▶ What you need to do
Transcribe the stretch of entries below from the line with "integers so typed" through the line with "#[derive(Debug, thiserror::Error)]", exactly and with both ends included; leave out all other lines.
———
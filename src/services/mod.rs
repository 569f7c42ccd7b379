pub mod creator;
pub mod preview;
pub mod realtime;
pub mod strategy;
pub mod theme;
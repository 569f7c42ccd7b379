use super::*;
use crate::frame::ErrorCode;
use landing::{EditorError, Layout};

#[test]
fn error_codes_are_stable() {
    let id = Uuid::new_v4();
    assert_eq!(ThemeError::NotFound(id).error_code(), "E_CREATOR_NOT_FOUND");
    assert_eq!(ThemeError::Action(EditorError::EmptyFontFamily).error_code(), "E_THEME_ACTION_INVALID");
    assert!(!ThemeError::Action(EditorError::EmptyFontFamily).retryable());
}

#[test]
fn action_error_message_is_transparent() {
    let err = ThemeError::from(EditorError::InvalidColor("red".into()));
    assert!(err.to_string().contains("invalid color"));
}

#[tokio::test]
async fn invalid_action_never_reaches_the_database_write() {
    // The lazy pool points at a closed port, so a load fails first; the
    // reducer error path is exercised directly against a default theme.
    let current = Theme::preset(Layout::Bold);
    let err = reduce(&current, ThemeAction::SetFontFamily { value: "   ".into() }).expect_err("empty font");
    assert_eq!(ThemeError::from(err).error_code(), "E_THEME_ACTION_INVALID");
}

#[tokio::test]
async fn load_theme_surfaces_database_errors() {
    let state = crate::state::test_helpers::test_app_state();
    let err = load_theme(&state.pool, Uuid::new_v4()).await.expect_err("no database");
    assert!(matches!(err, ThemeError::Database(_)));
    assert!(err.retryable());
}

#[test]
fn saved_body_is_merged_with_layout_preset() {
    let body = serde_json::json!({"layout": "modern", "primaryColor": "#123456"});
    let theme = resolve_theme(&body);
    assert_eq!(theme.layout, Layout::Modern);
    assert_eq!(theme.primary_color, "#123456");
    assert_eq!(theme.background_color, Theme::preset(Layout::Modern).background_color);
}
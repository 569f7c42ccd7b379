//! Frame model and codecs for the creatorhub realtime socket.
//!
//! Frames travel as protobuf (binary WS messages) or as JSON (text WS
//! messages, used by browsers and debugging tools). Payloads stay flexible
//! (`serde_json::Value`); the protobuf form carries them as
//! `google.protobuf.Value`.
//!
//! NUMBERS
//! =======
//! `google.protobuf.Value` has a single double number kind. On decode, whole
//! numbers inside the safe integer range come back as JSON integers so typed
//! payloads (section `order`, follower counts, blur radius) deserialize on
//! the far side.

use prost::Message;
use serde::{Deserialize, Serialize};
use serde_json::{Map, Value};

/// Version stamped on every frame this crate builds.
pub const FRAME_PROTOCOL_VERSION: u32 = 1;

/// Largest integer a double holds exactly (2^53 - 1).
const MAX_SAFE_INTEGER: f64 = 9_007_199_254_740_991.0;

/// Error returned by the binary and text frame decoders.
#[derive(Debug, thiserror::Error)]
pub enum CodecError {
    /// Bytes are not a protobuf `WireFrame`.
    #[error("failed to decode protobuf frame: {0}")]
    Decode(#[from] prost::DecodeError),
    /// Text is not a JSON frame, or a payload failed to encode as JSON.
    #[error("failed to decode json frame: {0}")]
    Json(#[from] serde_json::Error),
    /// Wire `status` integer with no matching [`Status`].
    #[error("invalid frame status: {0}")]
    InvalidStatus(i32),
    /// Frame stamped with a version other than [`FRAME_PROTOCOL_VERSION`].
    #[error("unsupported frame version {0} (expected {FRAME_PROTOCOL_VERSION})")]
    UnsupportedVersion(u32),
}

/// Lifecycle status of a frame in a request/response exchange.
#[derive(Clone, Copy, Debug, PartialEq, Eq, Serialize, Deserialize)]
#[serde(rename_all = "lowercase")]
pub enum Status {
    /// Client request opening an exchange.
    Request,
    /// Non-terminal streamed item; also used for server pushes.
    Item,
    /// Successful terminal reply.
    Done,
    /// Failed terminal reply; `data` carries `message` and optionally `code`.
    Error,
    /// Exchange abandoned by either side.
    Cancel,
}

impl Status {
    /// Wire enum integer for this status.
    #[must_use]
    pub fn as_i32(self) -> i32 {
        match self {
            Self::Request => WireFrameStatus::Request as i32,
            Self::Item => WireFrameStatus::Item as i32,
            Self::Done => WireFrameStatus::Done as i32,
            Self::Error => WireFrameStatus::Error as i32,
            Self::Cancel => WireFrameStatus::Cancel as i32,
        }
    }

    fn from_i32(value: i32) -> Result<Self, CodecError> {
        match WireFrameStatus::try_from(value) {
            Ok(WireFrameStatus::Request) => Ok(Self::Request),
            Ok(WireFrameStatus::Item) => Ok(Self::Item),
            Ok(WireFrameStatus::Done) => Ok(Self::Done),
            Ok(WireFrameStatus::Error) => Ok(Self::Error),
            Ok(WireFrameStatus::Cancel) => Ok(Self::Cancel),
            Err(_) => Err(CodecError::InvalidStatus(value)),
        }
    }
}

fn default_version() -> u32 {
    FRAME_PROTOCOL_VERSION
}

/// A single message on the realtime wire protocol.
#[derive(Clone, Debug, PartialEq, Serialize, Deserialize)]
pub struct Frame {
    /// Protocol version. JSON frames without one are read as the current version.
    #[serde(default = "default_version")]
    pub version: u32,
    /// Unique identifier for this frame (UUID string).
    pub id: String,
    /// ID of the request frame this is responding to, if any.
    #[serde(default)]
    pub parent_id: Option<String>,
    /// Milliseconds since the Unix epoch when the frame was created.
    #[serde(default)]
    pub ts: i64,
    /// Creator whose preview room this frame belongs to (UUID string).
    #[serde(default)]
    pub creator_id: Option<String>,
    /// Sender label (client id or `"server"`).
    #[serde(default)]
    pub from: Option<String>,
    /// Namespaced operation name, e.g. `"preview:update"`.
    pub syscall: String,
    pub status: Status,
    #[serde(default = "empty_object")]
    pub data: Value,
}

fn empty_object() -> Value {
    Value::Object(Map::new())
}

/// Encode a frame into protobuf bytes.
#[must_use]
pub fn encode_frame(frame: &Frame) -> Vec<u8> {
    frame_to_wire(frame).encode_to_vec()
}

/// Decode protobuf bytes into a frame.
///
/// # Errors
///
/// Returns [`CodecError::Decode`] for malformed bytes,
/// [`CodecError::InvalidStatus`] for out-of-range status values, and
/// [`CodecError::UnsupportedVersion`] for frames from another protocol version.
pub fn decode_frame(bytes: &[u8]) -> Result<Frame, CodecError> {
    let wire = WireFrame::decode(bytes)?;
    let frame = wire_to_frame(wire)?;
    check_version(frame)
}

/// Encode a frame as JSON text.
///
/// # Errors
///
/// Returns [`CodecError::Json`] if the payload holds a non-finite number.
pub fn encode_text_frame(frame: &Frame) -> Result<String, CodecError> {
    Ok(serde_json::to_string(frame)?)
}

/// Decode a JSON text frame.
///
/// # Errors
///
/// Returns [`CodecError::Json`] for malformed JSON and
/// [`CodecError::UnsupportedVersion`] for frames from another protocol version.
pub fn decode_text_frame(text: &str) -> Result<Frame, CodecError> {
    let frame: Frame = serde_json::from_str(text)?;
    check_version(frame)
}

fn check_version(frame: Frame) -> Result<Frame, CodecError> {
    if frame.version == FRAME_PROTOCOL_VERSION {
        Ok(frame)
    } else {
        Err(CodecError::UnsupportedVersion(frame.version))
    }
}

fn frame_to_wire(frame: &Frame) -> WireFrame {
    WireFrame {
        id: frame.id.clone(),
        parent_id: frame.parent_id.clone(),
        ts: frame.ts,
        creator_id: frame.creator_id.clone(),
        from: frame.from.clone(),
        syscall: frame.syscall.clone(),
        status: frame.status.as_i32(),
        data: Some(json_to_proto_value(&frame.data)),
        version: frame.version,
    }
}

fn wire_to_frame(wire: WireFrame) -> Result<Frame, CodecError> {
    Ok(Frame {
        version: wire.version,
        id: wire.id,
        parent_id: wire.parent_id,
        ts: wire.ts,
        creator_id: wire.creator_id,
        from: wire.from,
        syscall: wire.syscall,
        status: Status::from_i32(wire.status)?,
        data: wire.data.map_or_else(empty_object, |v| proto_to_json_value(&v)),
    })
}

fn json_to_proto_value(value: &Value) -> prost_types::Value {
    use prost_types::value::Kind;

    let kind = match value {
        Value::Null => Kind::NullValue(prost_types::NullValue::NullValue as i32),
        Value::Bool(v) => Kind::BoolValue(*v),
        Value::Number(v) => Kind::NumberValue(v.as_f64().unwrap_or(0.0)),
        Value::String(v) => Kind::StringValue(v.clone()),
        Value::Array(v) => Kind::ListValue(prost_types::ListValue { values: v.iter().map(json_to_proto_value).collect() }),
        Value::Object(v) => Kind::StructValue(prost_types::Struct {
            fields: v.iter().map(|(k, v)| (k.clone(), json_to_proto_value(v))).collect(),
        }),
    };

    prost_types::Value { kind: Some(kind) }
}

fn proto_to_json_value(value: &prost_types::Value) -> Value {
    use prost_types::value::Kind;

    let Some(kind) = &value.kind else {
        return Value::Null;
    };

    match kind {
        Kind::NullValue(_) => Value::Null,
        Kind::NumberValue(v) => number_to_json(*v),
        Kind::StringValue(v) => Value::String(v.clone()),
        Kind::BoolValue(v) => Value::Bool(*v),
        Kind::StructValue(v) => Value::Object(v.fields.iter().map(|(k, v)| (k.clone(), proto_to_json_value(v))).collect()),
        Kind::ListValue(v) => Value::Array(v.values.iter().map(proto_to_json_value).collect()),
    }
}

#[allow(clippy::cast_possible_truncation, clippy::float_cmp)]
fn number_to_json(v: f64) -> Value {
    if v.is_finite() && v.trunc() == v && v.abs() <= MAX_SAFE_INTEGER {
        return Value::from(v as i64);
    }
    serde_json::Number::from_f64(v).map_or(Value::Null, Value::Number)
}

#[derive(Clone, PartialEq, Message)]
struct WireFrame {
    #[prost(string, tag = "1")]
    id: String,
    #[prost(string, optional, tag = "2")]
    parent_id: Option<String>,
    #[prost(int64, tag = "3")]
    ts: i64,
    #[prost(string, optional, tag = "4")]
    creator_id: Option<String>,
    #[prost(string, optional, tag = "5")]
    from: Option<String>,
    #[prost(string, tag = "6")]
    syscall: String,
    #[prost(enumeration = "WireFrameStatus", tag = "7")]
    status: i32,
    #[prost(message, optional, tag = "8")]
    data: Option<prost_types::Value>,
    #[prost(uint32, tag = "9")]
    version: u32,
}

#[derive(Clone, Copy, Debug, PartialEq, Eq, prost::Enumeration)]
#[repr(i32)]
enum WireFrameStatus {
    Request = 0,
    Done = 1,
    Error = 2,
    Cancel = 3,
    Item = 4,
}

#[cfg(test)]
#[path = "lib_test.rs"]
mod tests;
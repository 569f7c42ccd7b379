use super::*;

#[test]
fn default_preview_room_is_empty() {
    let room = PreviewRoom::default();
    assert!(room.is_empty());
    assert_eq!(room.seq, 0);
    assert!(room.last_snapshot.is_none());
}

#[test]
fn room_with_only_a_surface_is_not_empty() {
    let mut room = PreviewRoom::default();
    let (tx, _rx) = mpsc::channel(1);
    room.surfaces.insert(Uuid::new_v4(), tx);
    assert!(!room.is_empty());
}

#[tokio::test]
async fn app_state_clones_share_rooms() {
    let state = test_helpers::test_app_state();
    let clone = state.clone();
    let creator_id = Uuid::new_v4();
    let (_client, _rx) = test_helpers::seed_room_client(&state, creator_id, true).await;

    let rooms = clone.previews.read().await;
    assert_eq!(rooms.get(&creator_id).map(|r| r.surfaces.len()), Some(1));
}

#[tokio::test]
async fn app_state_starts_without_subscribers() {
    let state = test_helpers::test_app_state();
    assert!(state.previews.read().await.is_empty());
    assert!(state.strategy_subscribers.read().await.is_empty());
    assert_eq!(state.settings, RuntimeSettings::default());
}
———
▶ Written solution
//! numbers inside the safe integer range come back as JSON integers so typed
//! payloads (section `order`, follower counts, blur radius) deserialize on
//! the far side.

use prost::Message;
use serde::{Deserialize, Serialize};
use serde_json::{Map, Value};

/// Version stamped on every frame this crate builds.
pub const FRAME_PROTOCOL_VERSION: u32 = 1;

/// Largest integer a double holds exactly (2^53 - 1).
const MAX_SAFE_INTEGER: f64 = 9_007_199_254_740_991.0;

/// Error returned by the binary and text frame decoders.
#[derive(Debug, thiserror::Error)]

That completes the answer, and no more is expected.